L’Outlook per il biennio 2017-2018 è Stabile. CRIF Ratings ritiene che nel medio termine il tasso di default si assesterà intorno al 4%. Dopo il 4,3% del 4Q16, CRIF Ratings anticipa un’ulteriore riduzione della rischiosità finanziaria delle imprese italiane nei primi due trimestri del 2017 e una progressiva stabilizzazione dal 2018 al di sotto dei livelli pre-crisi (nel biennio 2007-08 il tasso di default oscillava tra il 5% e il 6%).

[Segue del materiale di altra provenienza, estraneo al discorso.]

//! Configuration management with layered loading
//!
//! Precedence (lowest to highest):
//! 1. Compiled defaults
//! 2. Global config: `$XDG_CONFIG_HOME/ftgen/ftgen.toml`
//! 3. Explicit config: `--config <FILE>`
//! 4. Environment variables: `FTGEN_*` prefix (`FTGEN_TREE__NPRIMARY=20`)
//! 5. Command line flags (applied by the CLI layer)

use std::path::{Path, PathBuf};

use config::{Config, ConfigError, Environment};
use directories::ProjectDirs;
use serde::{Deserialize, Serialize};

use crate::application::ApplicationError;
use crate::domain::TreeParams;
use crate::infrastructure::traits::{FileSystem, RealFileSystem};

/// Raw generation parameters for intermediate parsing.
///
/// `None` means "not specified in this layer, inherit from below".
#[derive(Debug, Clone, Deserialize, Default)]
#[serde(default)]
pub struct RawTreeParams {
    pub ft_name: Option<String>,
    pub root: Option<String>,
    pub seed: Option<u64>,
    pub nprimary: Option<i64>,
    pub nchildren: Option<i64>,
    pub ratio: Option<f64>,
    pub reuse_p: Option<f64>,
    pub reuse_g: Option<f64>,
    pub maxprob: Option<f64>,
    pub minprob: Option<f64>,
    pub ptop: Option<i64>,
    pub ctop: Option<i64>,
}

impl RawTreeParams {
    /// Overlay the specified values onto `base`.
    pub fn apply_to(&self, base: &TreeParams) -> TreeParams {
        TreeParams {
            ft_name: self.ft_name.clone().unwrap_or_else(|| base.ft_name.clone()),
            root: self.root.clone().unwrap_or_else(|| base.root.clone()),
            seed: self.seed.unwrap_or(base.seed),
            nprimary: self.nprimary.unwrap_or(base.nprimary),
            nchildren: self.nchildren.unwrap_or(base.nchildren),
            ratio: self.ratio.unwrap_or(base.ratio),
            reuse_p: self.reuse_p.unwrap_or(base.reuse_p),
            reuse_g: self.reuse_g.unwrap_or(base.reuse_g),
            maxprob: self.maxprob.unwrap_or(base.maxprob),
            minprob: self.minprob.unwrap_or(base.minprob),
            ptop: self.ptop.unwrap_or(base.ptop),
            ctop: self.ctop.unwrap_or(base.ctop),
        }
    }
}

/// Raw settings for intermediate parsing.
#[derive(Debug, Clone, Deserialize, Default)]
#[serde(default)]
pub struct RawSettings {
    pub out: Option<PathBuf>,
    #[serde(default)]
    pub tree: RawTreeParams,
}

/// Unified configuration for ftgen.
#[derive(Debug, Clone, Serialize, Deserialize, PartialEq)]
#[serde(default)]
pub struct Settings {
    /// Output file for the generated fault tree, `-` for stdout
    pub out: PathBuf,
    /// Generation parameters
    pub tree: TreeParams,
}

impl Default for Settings {
    fn default() -> Self {
        Self {
            out: PathBuf::from("fault_tree.xml"),
            tree: TreeParams::default(),
        }
    }
}

/// Get the XDG config directory for ftgen.
pub fn global_config_dir() -> Option<PathBuf> {
    ProjectDirs::from("", "", "ftgen").map(|dirs| dirs.config_dir().to_path_buf())
}

/// Get the path to the global config file.
pub fn global_config_path() -> Option<PathBuf> {
    global_config_dir().map(|dir| dir.join("ftgen.toml"))
}

/// Load a TOML file into RawSettings for manual merging.
fn load_raw_settings(fs: &dyn FileSystem, path: &Path) -> Result<RawSettings, ApplicationError> {
    let content = fs.read_to_string(path).map_err(|e| ApplicationError::Config {
        message: format!("read {}: {}", path.display(), e),
    })?;
    toml::from_str(&content).map_err(|e| ApplicationError::Config {
        message: format!("parse {}: {}", path.display(), e),
    })
}

/// Expand `~`, `$VAR` and `${VAR}` in a path.
pub fn expand_path(path: &Path) -> PathBuf {
    let raw = path.to_string_lossy();
    shellexpand::full(raw.as_ref())
        .map(|s| PathBuf::from(s.into_owned()))
        .unwrap_or_else(|_| path.to_path_buf())
}

impl Settings {
    /// Overlay one raw layer onto self.
    pub fn merge_with(&self, overlay: &RawSettings) -> Self {
        Self {
            out: overlay.out.clone().unwrap_or_else(|| self.out.clone()),
            tree: overlay.tree.apply_to(&self.tree),
        }
    }

    /// Load settings with layered precedence.
    ///
    /// # Arguments
    /// * `explicit` - Optional config file given on the command line; it must exist
    pub fn load(explicit: Option<&Path>) -> Result<Self, ApplicationError> {
        let fs = RealFileSystem;
        let global = global_config_path().filter(|path| fs.exists(path));
        Self::load_from(&fs, global.as_deref(), explicit)
    }

    /// Load settings from the given files instead of the XDG location.
    ///
    /// Used by `load` and by tests that must not see the user's global config.
    /// Files are read through `fs`.
    pub fn load_from(
        fs: &dyn FileSystem,
        global: Option<&Path>,
        explicit: Option<&Path>,
    ) -> Result<Self, ApplicationError> {
        // 1. Start with defaults
        let mut current = Self::default();

        // 2. Global config
        if let Some(path) = global {
            let raw = load_raw_settings(fs, path)?;
            current = current.merge_with(&raw);
        }

        // 3. Explicit config file
        if let Some(path) = explicit {
            if !fs.exists(path) {
                return Err(ApplicationError::Config {
                    message: format!("config file not found: {}", path.display()),
                });
            }
            let raw = load_raw_settings(fs, path)?;
            current = current.merge_with(&raw);
        }

        // 4. Environment variables
        current = Self::apply_env_overrides(current)?;

        current.expand_paths();
        Ok(current)
    }

    /// Expand shell variables and tilde in the output path.
    pub fn expand_paths(&mut self) {
        self.out = expand_path(&self.out);
    }

    /// Apply FTGEN_* environment variables as explicit overrides.
    fn apply_env_overrides(mut settings: Self) -> Result<Self, ApplicationError> {
        // Use config crate just for env var parsing
        let config = Config::builder()
            .add_source(
                Environment::with_prefix("FTGEN")
                    .prefix_separator("_")
                    .separator("__"),
            )
            .build()
            .map_err(config_err)?;

        if let Ok(val) = config.get_string("out") {
            settings.out = PathBuf::from(val);
        }

        let tree = &mut settings.tree;
        if let Ok(val) = config.get_string("tree.ft_name") {
            tree.ft_name = val;
        }
        if let Ok(val) = config.get_string("tree.root") {
            tree.root = val;
        }
        if let Ok(val) = config.get_int("tree.seed") {
            tree.seed = u64::try_from(val).map_err(|_| ApplicationError::Config {
                message: format!("FTGEN_TREE__SEED must not be negative: {val}"),
            })?;
        }
        if let Ok(val) = config.get_int("tree.nprimary") {
            tree.nprimary = val;
        }
        if let Ok(val) = config.get_int("tree.nchildren") {
            tree.nchildren = val;
        }
        if let Ok(val) = config.get_float("tree.ratio") {
            tree.ratio = val;
        }
        if let Ok(val) = config.get_float("tree.reuse_p") {
            tree.reuse_p = val;
        }
        if let Ok(val) = config.get_float("tree.reuse_g") {
            tree.reuse_g = val;
        }
        if let Ok(val) = config.get_float("tree.maxprob") {
            tree.maxprob = val;
        }
        if let Ok(val) = config.get_float("tree.minprob") {
            tree.minprob = val;
        }
        if let Ok(val) = config.get_int("tree.ptop") {
            tree.ptop = val;
        }
        if let Ok(val) = config.get_int("tree.ctop") {
            tree.ctop = val;
        }

        Ok(settings)
    }

    /// Show the effective configuration as TOML.
    pub fn to_toml(&self) -> Result<String, ApplicationError> {
        toml::to_string_pretty(self).map_err(|e| ApplicationError::Config {
            message: format!("serialize config: {e}"),
        })
    }

    /// Generate a template config file.
    pub fn template() -> String {
        r#"# ftgen configuration
#
# Locations (by precedence, lowest to highest):
#   Global:   ~/.config/ftgen/ftgen.toml
#   Explicit: ftgen --config <FILE>
#   Env:      FTGEN_* environment variables (FTGEN_OUT, FTGEN_TREE__NPRIMARY, ...)
#   Flags:    command line options

# Output file, "-" for stdout
# out = "fault_tree.xml"

[tree]
# Name of the fault tree
# ft_name = "Autogenerated"

# Name of the root gate
# root = "root"

# Seed of the random number generator
# seed = 123

# Number of unique primary events
# nprimary = 10

# Average number of children per gate
# nchildren = 3

# Primary events to gates ratio per new node
# ratio = 2.0

# Probability of reusing an existing primary event (max 0.9)
# reuse_p = 0.1

# Gate reuse ratio (max 0.9, currently not used by the builder)
# reuse_g = 0.1

# Probability range of primary events
# maxprob = 0.1
# minprob = 0.001

# Minimal number of primary events under the root
# ptop = 0

# Fixed number of children of the root, 0 for random
# ctop = 0
"#
        .to_string()
    }
}

fn config_err(e: ConfigError) -> ApplicationError {
    ApplicationError::Config {
        message: e.to_string(),
    }
}

#[cfg(test)]
mod tests {
    use super::*;

    #[test]
    fn given_no_config_when_loading_then_uses_defaults() {
        let settings = Settings::load_from(&RealFileSystem, None, None).expect("load defaults");
        assert_eq!(settings.out, PathBuf::from("fault_tree.xml"));
        assert_eq!(settings.tree, TreeParams::default());
    }

    #[test]
    fn given_memory_fs_when_loading_then_reads_config_through_it() {
        let fs = crate::util::testing::MemoryFileSystem::new();
        let path = Path::new("cfg/ftgen.toml");
        fs.write(path, "[tree]\nnprimary = 33\nroot = \"TOP\"\n").unwrap();

        let settings = Settings::load_from(&fs, None, Some(path)).unwrap();

        assert_eq!(settings.tree.nprimary, 33);
        assert_eq!(settings.tree.root, "TOP");
        assert!(Settings::load_from(&fs, None, Some(Path::new("absent.toml"))).is_err());
    }

    #[test]
    fn given_partial_overlay_when_merging_then_keeps_unspecified_values() {
        let base = Settings::default();
        let overlay = RawSettings {
            out: None,
            tree: RawTreeParams {
                nprimary: Some(50),
                ratio: Some(3.5),
                ..RawTreeParams::default()
            },
        };

        let merged = base.merge_with(&overlay);

        assert_eq!(merged.out, base.out);
        assert_eq!(merged.tree.nprimary, 50);
        assert_eq!(merged.tree.ratio, 3.5);
        assert_eq!(merged.tree.nchildren, base.tree.nchildren);
        assert_eq!(merged.tree.root, "root");
    }

    #[test]
    fn given_tilde_in_out_when_expand_paths_then_expands_to_home() {
        let mut settings = Settings {
            out: PathBuf::from("~/trees/ft.xml"),
            ..Settings::default()
        };

        settings.expand_paths();

        let home = std::env::var("HOME").expect("HOME should be set");
        let out = settings.out.to_string_lossy();
        assert!(out.starts_with(&home), "out should start with home dir: {}", out);
        assert!(!out.contains('~'));
    }

    #[test]
    fn given_settings_when_serialized_then_round_trips_through_toml() {
        let settings = Settings::default();
        let text = settings.to_toml().unwrap();

        assert!(text.contains("[tree]"));
        let parsed: Settings = toml::from_str(&text).unwrap();
        assert_eq!(parsed, settings);
    }

    #[test]
    fn given_template_then_parses_as_empty_overlay() {
        let raw: RawSettings = toml::from_str(&Settings::template()).unwrap();
        assert!(raw.out.is_none());
        assert!(raw.tree.nprimary.is_none());
    }
}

L’analisi dei tassi a livello settoriale evidenzia come la riduzione dei default registrata tra dicembre 2016 e fine 2015 abbia trasversalmente coinvolto l’intera struttura produttiva nazionale, anche se questo trend si è palesato in misura più accentuata nei comparti delle Costruzioni, dei Trasporti e della Manifattura Leggera. Restringendo, invece, il raffronto all’ultimo trimestre disponibile, emerge come il calo rilevato tra il 4Q16 e il 3Q16 sia imputabile solo ad alcuni specifici settori, ossia: Costruzioni, Trasporti, Utilities, Manifattura e ICT.

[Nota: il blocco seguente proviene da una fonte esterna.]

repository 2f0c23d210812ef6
//! Infrastructure layer: I/O implementations and DI container
//!
//! This layer implements I/O boundary traits and wires up services.

pub mod di;
pub mod error;
pub mod traits;

pub use error::InfraError;
//! Application layer: services and use cases
//!
//! This layer orchestrates domain logic and depends on I/O boundary traits.

pub mod error;
pub mod error_ext;
pub mod serializer;
pub mod services;

pub use error::{ApplicationError, ApplicationResult};
pub use error_ext::IoResultExt;
pub use serializer::MefSerializer;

Nonostante l’ulteriore riduzione rilevata nel 4Q16, le Costruzioni si confermano il settore con il tasso di default più elevato (5,6%); altri comparti che registrano una rischiosità finanziaria maggiore della media delle imprese italiane non finanziarie (4,3%) sono l’Agricoltura (4,7%) e il Commercio (4,5%). I settori che al contrario si distinguono per i tassi di default più bassi sono la Chimica e Farmaceutica (2,0%) e Utilities e Energia (2,4%).

Fonte: CRIF Ratings

La riduzione del tasso di default nel 4Q16 conferma un percorso di graduale e costante miglioramento del trend iniziato a partire dal 1Q14, dopo 6 trimestri (dal 3Q12 al 4Q13) caratterizzati da tassi particolarmente elevati (sempre tra il 7% e l’8%) a causa della recessione economica e dell’incremento dei crediti bancari deteriorati.